1. Field of the Invention
The present invention relates to a method for enhanced power saving on Distributed Coordinated Function (DCF) based wireless networks. Specifically, the invention relates to a method which divides a beacon transmitting section in an Announcement Traffic Indication Message (ATIM) window period, defined by IEEE standard 802.11, according that there is a data packet to be sent or not and allows a terminal that has received the beacon to go to a doze state immediately according to beacon reception timing, thereby preventing unnecessary power consumption.
2. Description of the Background
A power saving mechanism in DCF, defined in IEEE 802.11, will be explained hereinafter with reference to FIG. 1.
A basic approach for saving energy in IEEE standard 802.11 is to periodically convert the state of a radio terminal to a doze mode. The radio terminal being in the doze state changes its state to an awake state in order to receive a beacon or Traffic Indication Map (TIM) or transmit MAC Service Data Unit (MSDU). To periodically change the states of radio terminals, synchronization must be carried out for all of the radio terminals. In a Point Coordinated Function (PCF) mode, Point Coordinator (PC) as an operator performs global synchronization.

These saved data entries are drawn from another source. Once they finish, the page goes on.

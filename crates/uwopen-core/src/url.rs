//! Request URL construction for the Open Data API.

/// Prefix shared by every v2 endpoint. Never mutated.
pub const BASE_URL: &str = "https://api.uwaterloo.ca/v2/";

/// Compose a request URL from an API key and ordered path segments.
///
/// Produces `{BASE_URL}{s1}/{s2}/.../{sN}.json?key={key}`. Segments are
/// joined literally with no percent-encoding; callers must supply values
/// that are already URL-path-safe. A segment containing `/` flattens into
/// additional path components, matching the upstream path grammar. Calling
/// with zero segments is not legal.
pub fn format(key: &str, segments: &[&str]) -> String {
    format!("{BASE_URL}{}.json?key={key}", segments.join("/"))
}

#[cfg(test)]
mod tests {
    use super::*;

    #[test]
    fn joins_segments_and_appends_key() {
        let url = format("abc", &["foodservices", "menu"]);
        assert_eq!(url, "https://api.uwaterloo.ca/v2/foodservices/menu.json?key=abc");
    }

    #[test]
    fn single_segment() {
        let url = format("K", &["events"]);
        assert_eq!(url, "https://api.uwaterloo.ca/v2/events.json?key=K");
    }

    #[test]
    fn segments_are_not_encoded() {
        let url = format("K", &["courses", "PHYS", "234"]);
        assert_eq!(url, "https://api.uwaterloo.ca/v2/courses/PHYS/234.json?key=K");
        assert_eq!(url.matches("?key=").count(), 1);
    }

    #[test]
    fn embedded_slash_flattens_into_path_components() {
        let url = format("K", &["buildings", "MC/4040"]);
        assert_eq!(
            url,
            "https://api.uwaterloo.ca/v2/buildings/MC/4040.json?key=K"
        );
    }
}
use std::sync::Arc;

use serde_json::Value;

use crate::client::Transport;
use crate::endpoint;
use crate::error::ApiError;

/// Endpoints under `/server`.
#[derive(Clone)]
pub struct Server {
    transport: Arc<Transport>,
}

impl Server {
    pub(crate) fn new(transport: Arc<Transport>) -> Self {
        Self { transport }
    }

    /// Upstream server time.
    pub async fn time(&self) -> Result<Value, ApiError> {
        self.transport.call(&endpoint::SERVER_TIME, &[]).await
    }

    /// Response codes the upstream can return.
    pub async fn codes(&self) -> Result<Value, ApiError> {
        self.transport.call(&endpoint::SERVER_CODES, &[]).await
    }
}
use std::sync::Arc;

use serde_json::Value;

use crate::client::Transport;
use crate::endpoint;
use crate::error::ApiError;

/// Endpoints under `/api`: metadata about the Open Data API itself.
#[derive(Clone)]
pub struct ApiMeta {
    transport: Arc<Transport>,
}

impl ApiMeta {
    pub(crate) fn new(transport: Arc<Transport>) -> Self {
        Self { transport }
    }

    /// Usage statistics for the supplied key.
    pub async fn usage(&self) -> Result<Value, ApiError> {
        self.transport.call(&endpoint::API_USAGE, &[]).await
    }

    pub async fn services(&self) -> Result<Value, ApiError> {
        self.transport.call(&endpoint::API_SERVICES, &[]).await
    }

    pub async fn methods(&self) -> Result<Value, ApiError> {
        self.transport.call(&endpoint::API_METHODS, &[]).await
    }

    pub async fn versions(&self) -> Result<Value, ApiError> {
        self.transport.call(&endpoint::API_VERSIONS, &[]).await
    }

    pub async fn changelog(&self) -> Result<Value, ApiError> {
        self.transport.call(&endpoint::API_CHANGELOG, &[]).await
    }
}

In DCF, however, all of radio terminals carry out synchronization through beacon because there is no global synchronization operator in DCF.
That is, beacons are generated in such a manner that they are distributed in all of radio terminals of a network in DCF. Each radio terminal has its timing synchronization function (TSF) timer in order to synchronize with a beacon cycle. Furthermore, each beacon includes its time stamp. All the radio terminals that have packets to be send during a beacon interval transmit their beacons using standard back-off algorithm.
In the case where multiple radio terminals transmit their beacons within one beacon interval, the beacon of the radio terminal that has sent it for the first time is selected and the other beacons sent by the remaining radio terminals are cancelled. In FIG. 1, for example, the beacon of node A is selected and beacons of the remaining radio terminals are cancelled. When a specific beacon is selected, all of other radio terminals adjust their timer to timestamp of the selected beacon so that all of the radio terminals can accomplish synchronization. At this time, beacon transmission is carried out in an awake-period of the beacon interval.
In the meantime, as shown in FIG. 2, IEEE standard 802.11 defines an ATIM window as a period during which radio terminals are awake in the beacon interval. During the ATIM window period, all the radio terminals can exchange beacons and ATIM/ACK packets with one another. All of the radio terminals must be converted into the awake state during the ATIM window period in order to achieve synchronization and to receive packet transmission announcements.
A packet transmission announcement is made through an ATIM packet. When a radio terminal A (node A) has a data packet to send to a radio terminal B (node B), the radio terminal A stores the data packet in a buffer and performs synchronization through beacon, and then transmits the ATIM packet to the terminal B. The terminal B receives the ATIM packet sends an ACK packet in answer to the ATIM packet. The radio terminal B, which has exchanged the ATIM packet and ACK packet with the radio terminal A, during the ATIM window period, does not change its state to the doze state after the ATIM window period but carries out data communication while exchanging the data packet and ACK signal with the radio terminal A. Other radio terminal C (node C), is converted to the doze when the ATIM window is finished.
As described above, in a Power Saving Mode (PSM) of IEEE standard 802.11, each radio terminal has ATIM window period with a fixed length and a doze period. However, this has several inefficient factors in terms of energy use. Firstly, even in the case where there is no traffic on a network, radio terminals are converted into the awake state and consume energy during the ATIM window period because the length of the ATIM window period is fixed. Secondly, in an IEEE standard 802.11 PSM technique, corresponding radio terminals should be awake until the beacon interval is finished even after data transmission is completed, resulting in unnecessary waste of energy.